Terms and Conditions of Trade

  1. Definitions
    1. “hsy” shall mean hsy autoparts Pty Ltd, its successors and assigns or any person acting on behalf of and with the authority of hsy autoparts Pty Ltd.

    2. “Customer” shall mean the Customer (or any person acting on behalf of and with the authority of the Customer) as described on any quotation, work authorisation or other form as provided by hsy to the Customer.

    3. “Guarantor” means that person (or persons) who agrees to be liable for the debts of the Customer on a principal debtor basis.

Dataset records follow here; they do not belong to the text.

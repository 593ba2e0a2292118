#![allow(dead_code)]

use std::collections::HashMap;
use std::sync::Arc;

use camino::Utf8PathBuf;
use parking_lot::Mutex;
use tempfile::TempDir;

use genevidence::adapter::{Page, SourceAdapter};
use genevidence::checkpoint::{Checkpoint, PageCursor};
use genevidence::domain::{Gene, GeneId, SourceName};
use genevidence::error::IngestError;
use genevidence::evidence::{Evidence, FactPayload, PublicationFact, RawFact};
use genevidence::gene::GeneNormalizer;
use genevidence::store::{EvidenceRepository, StagedFact, Store};

pub fn temp_store() -> (TempDir, Arc<Store>) {
    let dir = tempfile::tempdir().unwrap();
    let root = Utf8PathBuf::from_path_buf(dir.path().to_path_buf()).unwrap();
    let store = Store::new_with_paths(root.join("data"), root.join("cache"));
    (dir, Arc::new(store))
}

pub fn gene(id: &str, symbol: &str) -> Gene {
    Gene {
        id: id.parse().unwrap(),
        symbol: symbol.parse().unwrap(),
        aliases: Default::default(),
    }
}

pub fn publication(subject: &str, pmid: &str, score: f64) -> RawFact {
    RawFact::new(
        subject,
        FactPayload::Publication(PublicationFact {
            pmid: pmid.to_string(),
            score,
            title: None,
            year: None,
        }),
    )
}

/// Resolves a fixed set of symbols; everything else fails normalization.
pub struct StaticGenes {
    genes: HashMap<String, Gene>,
}

impl StaticGenes {
    pub fn new(genes: &[(&str, &str)]) -> Self {
        Self {
            genes: genes
                .iter()
                .map(|(id, symbol)| (symbol.to_string(), gene(id, symbol)))
                .collect(),
        }
    }
}

impl GeneNormalizer for StaticGenes {
    fn normalize(&self, subject: &str) -> Result<Gene, IngestError> {
        self.genes
            .get(subject)
            .cloned()
            .ok_or_else(|| IngestError::Normalization {
                subject: subject.to_string(),
                reason: "unknown symbol".to_string(),
            })
    }
}

/// Serves pre-built pages `1..=pages.len()` and records every fetch.
pub struct ScriptedAdapter {
    source: SourceName,
    fingerprint: String,
    pages: Vec<Vec<RawFact>>,
    fail_on: Option<u32>,
    fetched: Mutex<Vec<u32>>,
}

impl ScriptedAdapter {
    pub fn new(pages: Vec<Vec<RawFact>>) -> Self {
        Self {
            source: SourceName::PubTator,
            fingerprint: "kidney".to_string(),
            pages,
            fail_on: None,
            fetched: Mutex::new(Vec::new()),
        }
    }

    pub fn failing_on(mut self, page: u32) -> Self {
        self.fail_on = Some(page);
        self
    }

    pub fn fetched(&self) -> Vec<u32> {
        self.fetched.lock().clone()
    }
}

impl SourceAdapter for ScriptedAdapter {
    fn source(&self) -> SourceName {
        self.source.clone()
    }

    fn query_fingerprint(&self) -> String {
        self.fingerprint.clone()
    }

    fn first_cursor(&self) -> PageCursor {
        PageCursor::Page(1)
    }

    fn next_page(&self, cursor: &PageCursor) -> Result<Page, IngestError> {
        let PageCursor::Page(page) = cursor else {
            return Err(IngestError::InvalidRequest(format!("unexpected cursor {cursor}")));
        };
        self.fetched.lock().push(*page);
        if self.fail_on == Some(*page) {
            return Err(IngestError::FatalFetch {
                host: "example.org".to_string(),
                status: 400,
                message: "bad request".to_string(),
            });
        }
        let facts = self
            .pages
            .get(*page as usize - 1)
            .cloned()
            .unwrap_or_default();
        let done = *page as usize >= self.pages.len();
        Ok(Page {
            facts,
            next_cursor: (!done).then(|| PageCursor::Page(page + 1)),
            done,
            total_pages: Some(self.pages.len() as u32),
        })
    }
}

/// Store wrapper that records checkpoint writes and can fail one of them.
pub struct ObservedRepo {
    inner: Arc<Store>,
    fail_on_save: Option<usize>,
    saves: Mutex<Vec<Checkpoint>>,
    attempts: Mutex<usize>,
    on_gene_read: Option<Box<dyn Fn() + Send + Sync>>,
}

impl ObservedRepo {
    pub fn new(inner: Arc<Store>) -> Self {
        Self {
            inner,
            fail_on_save: None,
            saves: Mutex::new(Vec::new()),
            attempts: Mutex::new(0),
            on_gene_read: None,
        }
    }

    /// Runs `hook` whenever a gene's evidence is listed, standing in for a
    /// write that lands while a read is being computed.
    pub fn on_gene_read(mut self, hook: impl Fn() + Send + Sync + 'static) -> Self {
        self.on_gene_read = Some(Box::new(hook));
        self
    }

    /// Fails the `n`-th checkpoint write (1-based).
    pub fn failing_save(mut self, n: usize) -> Self {
        self.fail_on_save = Some(n);
        self
    }

    pub fn saves(&self) -> Vec<Checkpoint> {
        self.saves.lock().clone()
    }
}

impl EvidenceRepository for ObservedRepo {
    fn load_evidence(
        &self,
        gene: &GeneId,
        source: &SourceName,
    ) -> Result<Option<Evidence>, IngestError> {
        self.inner.load_evidence(gene, source)
    }

    fn list_evidence(&self, source: &SourceName) -> Result<Vec<Evidence>, IngestError> {
        self.inner.list_evidence(source)
    }

    fn list_gene_evidence(&self, gene: &GeneId) -> Result<Vec<Evidence>, IngestError> {
        let evidence = self.inner.list_gene_evidence(gene)?;
        if let Some(hook) = &self.on_gene_read {
            hook();
        }
        Ok(evidence)
    }

    fn write_evidence(&self, evidence: &[Evidence]) -> Result<(), IngestError> {
        self.inner.write_evidence(evidence)
    }

    fn load_checkpoint(&self, source: &SourceName) -> Result<Option<Checkpoint>, IngestError> {
        self.inner.load_checkpoint(source)
    }

    fn save_checkpoint(&self, checkpoint: &Checkpoint) -> Result<(), IngestError> {
        let attempt = {
            let mut attempts = self.attempts.lock();
            *attempts += 1;
            *attempts
        };
        if self.fail_on_save == Some(attempt) {
            return Err(IngestError::Filesystem("disk full".to_string()));
        }
        self.saves.lock().push(checkpoint.clone());
        self.inner.save_checkpoint(checkpoint)
    }

    fn stage_for_review(&self, staged: &StagedFact) -> Result<(), IngestError> {
        self.inner.stage_for_review(staged)
    }

    fn list_staged(&self, source: &SourceName) -> Result<Vec<StagedFact>, IngestError> {
        self.inner.list_staged(source)
    }

    fn sources(&self) -> Result<Vec<SourceName>, IngestError> {
        self.inner.sources()
    }
}
#[cfg(test)]
mod tests {
    use super::*;

    #[test]
    fn backoff_is_exponential_and_capped() {
        let policy = RetryPolicy {
            max_attempts: 5,
            base_delay: Duration::from_millis(100),
            max_delay: Duration::from_millis(350),
            retry_statuses: vec![503],
        };
        assert_eq!(policy.delay_for_attempt(1), Duration::from_millis(100));
        assert_eq!(policy.delay_for_attempt(2), Duration::from_millis(200));
        assert_eq!(policy.delay_for_attempt(3), Duration::from_millis(350));
        assert!(policy.should_retry_status(503));
        assert!(!policy.should_retry_status(404));
    }

    #[test]
    fn breaker_forgets_failures_outside_window() {
        let mut breaker = CircuitBreaker::new(BreakerPolicy {
            failure_threshold: 2,
            window: Duration::from_millis(10),
            cooldown: Duration::from_secs(1),
        });
        let start = Instant::now();
        breaker.record_failure(start);
        breaker.record_failure(start + Duration::from_millis(50));
        assert_eq!(breaker.state(), &CircuitState::Closed);
        breaker.record_failure(start + Duration::from_millis(55));
        assert!(matches!(breaker.state(), CircuitState::Open { .. }));
    }

    #[test]
    fn half_open_allows_a_single_trial() {
        let mut breaker = CircuitBreaker::new(BreakerPolicy {
            failure_threshold: 1,
            window: Duration::from_secs(1),
            cooldown: Duration::from_millis(10),
        });
        let start = Instant::now();
        breaker.record_failure(start);
        assert!(breaker.try_acquire(start).is_err());
        let later = start + Duration::from_millis(20);
        assert!(breaker.try_acquire(later).is_ok());
        assert!(breaker.try_acquire(later).is_err());
        breaker.record_success();
        assert!(breaker.try_acquire(later).is_ok());
    }

    #[test]
    fn released_trial_lets_the_next_call_through() {
        let mut breaker = CircuitBreaker::new(BreakerPolicy {
            failure_threshold: 1,
            window: Duration::from_secs(1),
            cooldown: Duration::from_millis(10),
        });
        let start = Instant::now();
        breaker.record_failure(start);
        let later = start + Duration::from_millis(20);
        assert!(breaker.try_acquire(later).is_ok());
        breaker.release_trial();
        assert_eq!(
            breaker.state(),
            &CircuitState::HalfOpen {
                trial_in_flight: false
            }
        );
        assert!(breaker.try_acquire(later).is_ok());
        assert!(breaker.try_acquire(later).is_err());
    }

    #[test]
    fn cache_key_ignores_param_order() {
        let a = FetchRequest::get("https://example.org/x")
            .param("a", 1)
            .param("b", 2);
        let b = FetchRequest::get("https://example.org/x")
            .param("b", 2)
            .param("a", 1);
        assert_eq!(a.cache_key(), b.cache_key());
        assert_eq!(a.host().unwrap(), "example.org");
    }
}
pub mod adapter;
pub mod cache;
pub mod checkpoint;
pub mod config;
pub mod domain;
pub mod error;
pub mod evidence;
pub mod gene;
pub mod http;
pub mod manager;
pub mod merge;
pub mod output;
pub mod processor;
pub mod progress;
pub mod providers;
pub mod scoring;
pub mod store;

    4. “Parts” shall mean all parts and accessories supplied by hsy to the Customer (and where the context so permits shall include any supply of Services as hereinafter defined) and are as described on the invoices, quotation, order form or any other forms as provided by hsy to the Customer.

    5. “Services” shall mean all Services supplied by hsy to the Customer and includes any advice or recommendations (and where the context so permits shall include any supply of Parts as defined above).

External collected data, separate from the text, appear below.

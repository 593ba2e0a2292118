//! Evidence merge: union of identifying keys, higher confidence wins on
//! collision, aggregates recomputed from the merged set.

use std::cmp::Ordering;
use std::collections::{BTreeMap, BTreeSet};

use chrono::{DateTime, Utc};
use serde::Serialize;
use tracing::warn;

use crate::domain::{Gene, SourceName};
use crate::error::IngestError;
use crate::evidence::{
    Evidence, EvidenceItem, EvidenceKind, EvidencePayload, FactPayload, GenericEvidence,
    GenericFact, InteractionEvidence, InteractionFact, LiteratureEvidence, PanelEvidence,
    PanelFact, PhenotypeEvidence, PhenotypeFact, PublicationFact,
};

/// Number of items kept in the display subset of each document.
pub const TOP_K: usize = 10;

#[derive(Debug, Clone, Default, PartialEq, Serialize)]
pub struct MergeReport {
    pub added: usize,
    pub replaced: usize,
    pub unchanged: usize,
    pub conflicts: Vec<MergeConflict>,
}

/// Two facts with the same identifying key disagreed.
#[derive(Debug, Clone, PartialEq, Serialize)]
pub struct MergeConflict {
    pub key: String,
    pub kept_confidence: f64,
    pub discarded_confidence: f64,
}

pub fn merge(
    existing: Option<&EvidencePayload>,
    incoming: &[FactPayload],
) -> Result<(EvidencePayload, MergeReport), IngestError> {
    let kind = match (existing, incoming.first()) {
        (Some(payload), _) => payload.kind(),
        (None, Some(fact)) => fact.kind(),
        (None, None) => {
            return Err(IngestError::MergeMismatch {
                existing: "absent".to_string(),
                incoming: "empty".to_string(),
            });
        }
    };
    if let Some(fact) = incoming.iter().find(|fact| fact.kind() != kind) {
        return Err(IngestError::MergeMismatch {
            existing: kind.as_str().to_string(),
            incoming: fact.kind().as_str().to_string(),
        });
    }

    let mut report = MergeReport::default();
    let payload = match kind {
        EvidenceKind::Literature => {
            let mut items = match existing {
                Some(EvidencePayload::Literature(ev)) => ev.publications.clone(),
                _ => BTreeMap::new(),
            };
            for fact in incoming {
                if let FactPayload::Publication(fact) = fact {
                    upsert(&mut items, fact.clone(), &mut report);
                }
            }
            EvidencePayload::Literature(literature(items))
        }
        EvidenceKind::Phenotype => {
            let mut items = match existing {
                Some(EvidencePayload::Phenotype(ev)) => ev.terms.clone(),
                _ => BTreeMap::new(),
            };
            for fact in incoming {
                if let FactPayload::Phenotype(fact) = fact {
                    upsert(&mut items, fact.clone(), &mut report);
                }
            }
            EvidencePayload::Phenotype(phenotype(items))
        }
        EvidenceKind::Panel => {
            let mut items = match existing {
                Some(EvidencePayload::Panel(ev)) => ev.panels.clone(),
                _ => BTreeMap::new(),
            };
            for fact in incoming {
                if let FactPayload::Panel(fact) = fact {
                    upsert(&mut items, fact.clone(), &mut report);
                }
            }
            EvidencePayload::Panel(panel(items))
        }
        EvidenceKind::Interaction => {
            let mut items = match existing {
                Some(EvidencePayload::Interaction(ev)) => ev.partners.clone(),
                _ => BTreeMap::new(),
            };
            for fact in incoming {
                if let FactPayload::Interaction(fact) = fact {
                    upsert(&mut items, fact.clone(), &mut report);
                }
            }
            EvidencePayload::Interaction(interaction(items))
        }
        EvidenceKind::Generic => {
            let mut items = match existing {
                Some(EvidencePayload::Generic(ev)) => ev.items.clone(),
                _ => BTreeMap::new(),
            };
            for fact in incoming {
                if let FactPayload::Generic(fact) = fact {
                    upsert(&mut items, fact.clone(), &mut report);
                }
            }
            EvidencePayload::Generic(generic(items))
        }
    };
    Ok((payload, report))
}

/// Merges `incoming` into the stored record for `(gene, source)`.
pub fn merge_evidence(
    existing: Option<&Evidence>,
    gene: &Gene,
    source: &SourceName,
    incoming: &[FactPayload],
    now: DateTime<Utc>,
) -> Result<(Evidence, MergeReport), IngestError> {
    if let Some(existing) = existing {
        if existing.gene_id != gene.id || &existing.source != source {
            return Err(IngestError::MergeMismatch {
                existing: format!("{}/{}", existing.gene_id, existing.source),
                incoming: format!("{}/{}", gene.id, source),
            });
        }
    }
    let (payload, report) = merge(existing.map(|evidence| &evidence.payload), incoming)?;
    for conflict in &report.conflicts {
        warn!(
            gene = %gene.symbol,
            source = %source,
            key = %conflict.key,
            kept = conflict.kept_confidence,
            discarded = conflict.discarded_confidence,
            "conflicting facts for the same key"
        );
    }
    let evidence = Evidence {
        gene_id: gene.id.clone(),
        gene_symbol: gene.symbol.clone(),
        source: source.clone(),
        evidence_count: payload.item_count(),
        score: payload.score(),
        payload,
        updated_at: now,
    };
    Ok((evidence, report))
}

fn upsert<T>(items: &mut BTreeMap<String, T>, fact: T, report: &mut MergeReport)
where
    T: EvidenceItem + PartialEq + Serialize,
{
    let Some(current) = items.get(fact.key()) else {
        report.added += 1;
        items.insert(fact.key().to_string(), fact);
        return;
    };
    if current == &fact {
        report.unchanged += 1;
        return;
    }
    let incoming_wins = prefer_incoming(current, &fact);
    let (kept, discarded) = if incoming_wins {
        (fact.confidence(), current.confidence())
    } else {
        (current.confidence(), fact.confidence())
    };
    report.conflicts.push(MergeConflict {
        key: fact.key().to_string(),
        kept_confidence: kept,
        discarded_confidence: discarded,
    });
    if incoming_wins {
        report.replaced += 1;
        items.insert(fact.key().to_string(), fact);
    } else {
        report.unchanged += 1;
    }
}

// Ties fall back to the canonical JSON so the winner does not depend on
// arrival order.
fn prefer_incoming<T: EvidenceItem + Serialize>(current: &T, incoming: &T) -> bool {
    match incoming.confidence().total_cmp(&current.confidence()) {
        Ordering::Greater => true,
        Ordering::Less => false,
        Ordering::Equal => {
            let current = serde_json::to_string(current).unwrap_or_default();
            let incoming = serde_json::to_string(incoming).unwrap_or_default();
            incoming > current
        }
    }
}

fn top_keys<T: EvidenceItem>(items: &BTreeMap<String, T>) -> Vec<String> {
    let mut ranked: Vec<&T> = items.values().collect();
    ranked.sort_by(|a, b| {
        b.confidence()
            .total_cmp(&a.confidence())
            .then_with(|| a.key().cmp(b.key()))
    });
    ranked
        .into_iter()
        .take(TOP_K)
        .map(|item| item.key().to_string())
        .collect()
}

fn mean<T: EvidenceItem>(items: &BTreeMap<String, T>) -> f64 {
    if items.is_empty() {
        return 0.0;
    }
    items.values().map(EvidenceItem::confidence).sum::<f64>() / items.len() as f64
}

fn literature(publications: BTreeMap<String, PublicationFact>) -> LiteratureEvidence {
    LiteratureEvidence {
        publication_count: publications.len(),
        mean_score: mean(&publications),
        top_publications: top_keys(&publications),
        publications,
    }
}

fn phenotype(terms: BTreeMap<String, PhenotypeFact>) -> PhenotypeEvidence {
    let diseases: BTreeSet<&String> = terms.values().flat_map(|term| &term.diseases).collect();
    PhenotypeEvidence {
        term_count: terms.len(),
        disease_count: diseases.len(),
        top_terms: top_keys(&terms),
        terms,
    }
}

fn panel(panels: BTreeMap<String, PanelFact>) -> PanelEvidence {
    PanelEvidence {
        panel_count: panels.len(),
        max_confidence: panels
            .values()
            .map(|panel| panel.confidence_level)
            .max()
            .unwrap_or(0),
        confidence_sum: panels
            .values()
            .map(|panel| u32::from(panel.confidence_level))
            .sum(),
        inheritance_modes: panels
            .values()
            .filter_map(|panel| panel.mode_of_inheritance.clone())
            .collect(),
        top_panels: top_keys(&panels),
        panels,
    }
}

fn interaction(partners: BTreeMap<String, InteractionFact>) -> InteractionEvidence {
    InteractionEvidence {
        partner_count: partners.len(),
        weighted_score: partners
            .values()
            .map(|partner| partner.combined_score / 1000.0)
            .sum(),
        mean_score: mean(&partners),
        top_partners: top_keys(&partners),
        partners,
    }
}

fn generic(items: BTreeMap<String, GenericFact>) -> GenericEvidence {
    GenericEvidence {
        item_count: items.len(),
        mean_score: mean(&items),
        top_items: top_keys(&items),
        items,
    }
}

    6. “Price” shall mean the Price payable for the Parts as agreed between hsy and the Customer in accordance with clause 4 of this contract.

  1. The Commonwealth Trade Practices Act 1974 (“TPA”) and Fair Trading Acts (“FTA”) and application of these terms and conditions to consumers

    1. Nothing in this agreement is intended to have the effect of contracting out of any applicable provisions of the TPA or the FTA in each of the States and Territories of Australia, except to the extent permitted by those Acts where applicable.

    2. Clause 8 (Defects), clause 9 (Returns) and clause 10 (Warranty) may NOT apply to the Customer where the Customer is purchasing Parts or Services not for resale or hire where the Price of the Parts or Services does not exceed $40,000, or where the Price of the Parts or Services does exceed $40,000 and are of a kind ordinarily acquired for personal, domestic or household use or consumption, or where the Customer is in any other way a consumer within the meaning of the TPA or the FTA of the relevant state or territories of Australia.

  1. Acceptance

    1. Any instructions received by hsy from the Customer for the supply of Parts and/or the Customer’s acceptance of Parts supplied by hsy shall constitute acceptance of the terms and conditions contained herein.

    2. Where more than one Customer has entered into this agreement, the Customers shall be jointly and severally liable for all payments of the Price.

    3. Upon acceptance of these terms and conditions by the Customer the terms and conditions are binding and can only be amended with the written consent of hsy.

    4. The Customer shall give hsy not less than fourteen (14) days prior written notice of any proposed change of ownership of the Customer or any change in the Customer’s name and/or any other change in the Customer’s details (including but not limited to, changes in the Customer’s address, facsimile number, or business practice). The Customer shall be liable for any loss incurred by hsy as a result of the Customer’s failure to comply with this clause.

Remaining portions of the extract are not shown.